HOW TO COMPLETE THIS TASK :: This task calls for copying every line of the records that includes the word "declaration".

DATASET ::
┄┄┄┄┄┄┄┄┄┄┄┄┄┄┄┄┄┄┄┄

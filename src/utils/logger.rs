use tracing_subscriber::{layer::SubscriberExt, util::SubscriberInitExt, EnvFilter};

fn env_filter(verbose: bool) -> EnvFilter {
    let default = if verbose {
        "vty_appdesc=debug,info"
    } else {
        "vty_appdesc=info"
    };
    EnvFilter::try_from_default_env().unwrap_or_else(|_| EnvFilter::new(default))
}

/// Logs go to stderr in both formats; stdout carries command output only.
pub fn init_logger(verbose: bool, json: bool) {
    let layer = tracing_subscriber::fmt::layer()
        .with_writer(std::io::stderr)
        .with_target(false)
        .with_thread_ids(false)
        .with_file(false)
        .with_line_number(false);

    let registry = tracing_subscriber::registry().with(env_filter(verbose));
    if json {
        registry.with(layer.json()).init();
    } else {
        registry.with(layer.compact()).init();
    }
}
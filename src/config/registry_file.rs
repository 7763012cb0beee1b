use crate::core::registry::AppRegistry;
use crate::domain::model::{AppDescriptor, LaunchSpec};
use crate::utils::error::{AppDescError, Result};
use crate::utils::validation::{validate_bind_addr, Validate};
use serde::{Deserialize, Serialize};
use std::collections::BTreeMap;
use std::path::Path;

/// On-disk registry declaration.
#[derive(Debug, Clone, Serialize, Deserialize)]
pub struct RegistryFile {
    pub primary: Option<String>,
    pub vty_bind_addr: Option<String>,
    pub vty_command: Option<Vec<String>>,
    #[serde(default)]
    pub app_configs: BTreeMap<String, Vec<String>>,
    #[serde(default)]
    pub apps: Vec<AppEntry>,
}

#[derive(Debug, Clone, Serialize, Deserialize)]
pub struct AppEntry {
    pub port: u16,
    pub executable: String,
    pub label: String,
    pub config: String,
}

impl RegistryFile {
    /// Loads a registry declaration from a TOML file.
    pub fn from_file<P: AsRef<Path>>(path: P) -> Result<Self> {
        let content = std::fs::read_to_string(&path).map_err(AppDescError::Io)?;
        Self::from_toml_str(&content)
    }

    pub fn from_toml_str(content: &str) -> Result<Self> {
        let processed_content = Self::substitute_env_vars(content)?;

        toml::from_str(&processed_content).map_err(|e| AppDescError::ConfigParse {
            message: format!("TOML parsing error: {}", e),
        })
    }

    /// Replaces `${VAR}` with the variable's value; unset variables are left as written.
    fn substitute_env_vars(content: &str) -> Result<String> {
        use regex::Regex;
        let re = Regex::new(r"\$\{([^}]+)\}").map_err(|e| AppDescError::ConfigParse {
            message: e.to_string(),
        })?;

        let result = re.replace_all(content, |caps: &regex::Captures| {
            let var_name = &caps[1];
            std::env::var(var_name).unwrap_or_else(|_| format!("${{{}}}", var_name))
        });

        Ok(result.to_string())
    }

    /// Builds the registry. Descriptors keep file order; config entries are
    /// keyed and therefore sorted by name.
    pub fn into_registry(self) -> Result<AppRegistry> {
        let mut builder = AppRegistry::builder();
        for (name, paths) in self.app_configs {
            builder = builder.app_config(name, paths);
        }
        for app in self.apps {
            builder = builder.app(AppDescriptor::new(
                app.port,
                app.executable,
                app.label,
                app.config,
            ));
        }
        if let Some(primary) = self.primary {
            builder = builder.primary(primary);
        }
        if let Some(cmd) = self.vty_command {
            builder = builder.vty_command(LaunchSpec::new(cmd));
        }
        if let Some(addr) = self.vty_bind_addr.as_deref() {
            builder = builder.vty_bind_addr(validate_bind_addr("vty_bind_addr", addr)?);
        }
        builder.build()
    }
}

impl Validate for RegistryFile {
    /// Checks what only the file format carries; descriptor rules are enforced by the builder.
    fn validate(&self) -> Result<()> {
        if let Some(addr) = &self.vty_bind_addr {
            validate_bind_addr("vty_bind_addr", addr)?;
        }
        Ok(())
    }
}

impl AppRegistry {
    pub fn from_file<P: AsRef<Path>>(path: P) -> Result<Self> {
        let path = path.as_ref();
        tracing::debug!("Loading registry from {}", path.display());
        RegistryFile::from_file(path)?.into_registry()
    }
}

┄┄┄┄┄┄┄┄┄┄┄┄┄┄┄┄┄┄┄┄

ANSWER SPACE ::
/// On-disk registry declaration.
    /// Loads a registry declaration from a TOML file.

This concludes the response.